- [What is expected]
Among the lines below, how many have the string "QualifiedFunctionCallArgs" in them? Only the number is wanted.

- [Material shown]
= = = = = = =
//! Message envelopes for the sandcall call orchestration protocol.
//!
//! Every value that crosses a browsing-context boundary is one of the
//! [`Message`] variants: a `type` discriminator plus a `payload`. The crate is
//! pure data and validation; the supervisor crate owns all behavior.
//!
//! ```rust
//! use sandcall_messaging::{Message, QualifiedFunctionCallArgs};
//!
//! let args = QualifiedFunctionCallArgs::new("tokens", "plugin", None, "balance", vec![]);
//! let request = Message::function_call_request(args);
//! let wire = request.to_value().unwrap();
//!
//! assert!(sandcall_messaging::is_function_call_request(&wire));
//! assert_eq!(Message::decode(&wire).unwrap(), Some(request));
//! ```

pub mod args;
pub mod error;
pub mod message;
pub mod result;

pub use args::{DEFAULT_PLUGIN, FunctionCallArgs, QualifiedFunctionCallArgs, QualifiedPluginId};
pub use error::MessageError;
pub use message::{
    FunctionCallRequest, FunctionCallResponse, Message, PluginCallRequest, PluginCallResponse,
    PluginSyncCall, PreLoadPluginsRequest, PreloadComplete, PreloadStart, is_function_call_request,
    is_function_call_response, is_loader_initialized, is_plugin_call_request,
    is_plugin_call_response, is_plugin_sync_call, is_preload_complete,
    is_preload_plugins_request, is_preload_start, tags,
};
pub use result::{AddableAction, ErrorResult, ResultCache, is_error_result};
use std::sync::atomic::{AtomicU64, Ordering};

/// Counters for call chain activity.
#[derive(Debug, Default)]
pub struct SupervisorMetrics {
    chains_started: AtomicU64,
    chains_completed: AtomicU64,
    chains_aborted: AtomicU64,
    frames_dispatched: AtomicU64,
    results_cached: AtomicU64,
    transactions_submitted: AtomicU64,
    transactions_failed: AtomicU64,
}

impl SupervisorMetrics {
    pub fn new() -> Self {
        Self::default()
    }

    pub fn record_chain_started(&self) {
        self.chains_started.fetch_add(1, Ordering::Relaxed);
    }

    pub fn record_chain_completed(&self) {
        self.chains_completed.fetch_add(1, Ordering::Relaxed);
    }

    pub fn record_chain_aborted(&self) {
        self.chains_aborted.fetch_add(1, Ordering::Relaxed);
    }

    pub fn record_frame_dispatched(&self) {
        self.frames_dispatched.fetch_add(1, Ordering::Relaxed);
    }

    pub fn record_result_cached(&self) {
        self.results_cached.fetch_add(1, Ordering::Relaxed);
    }

    pub fn record_transaction_submitted(&self) {
        self.transactions_submitted.fetch_add(1, Ordering::Relaxed);
    }

    pub fn record_transaction_failed(&self) {
        self.transactions_failed.fetch_add(1, Ordering::Relaxed);
    }

    /// Get a snapshot of all metrics.
    pub fn snapshot(&self) -> MetricsSnapshot {
        MetricsSnapshot {
            chains_started: self.chains_started.load(Ordering::Relaxed),
            chains_completed: self.chains_completed.load(Ordering::Relaxed),
            chains_aborted: self.chains_aborted.load(Ordering::Relaxed),
            frames_dispatched: self.frames_dispatched.load(Ordering::Relaxed),
            results_cached: self.results_cached.load(Ordering::Relaxed),
            transactions_submitted: self.transactions_submitted.load(Ordering::Relaxed),
            transactions_failed: self.transactions_failed.load(Ordering::Relaxed),
        }
    }
}

/// A point-in-time snapshot of supervisor metrics.
#[derive(Debug, Clone, PartialEq, Eq, serde::Serialize, serde::Deserialize)]
pub struct MetricsSnapshot {
    pub chains_started: u64,
    pub chains_completed: u64,
    pub chains_aborted: u64,
    pub frames_dispatched: u64,
    pub results_cached: u64,
    pub transactions_submitted: u64,
    pub transactions_failed: u64,
}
= = = = = = =
- [Task solution]
3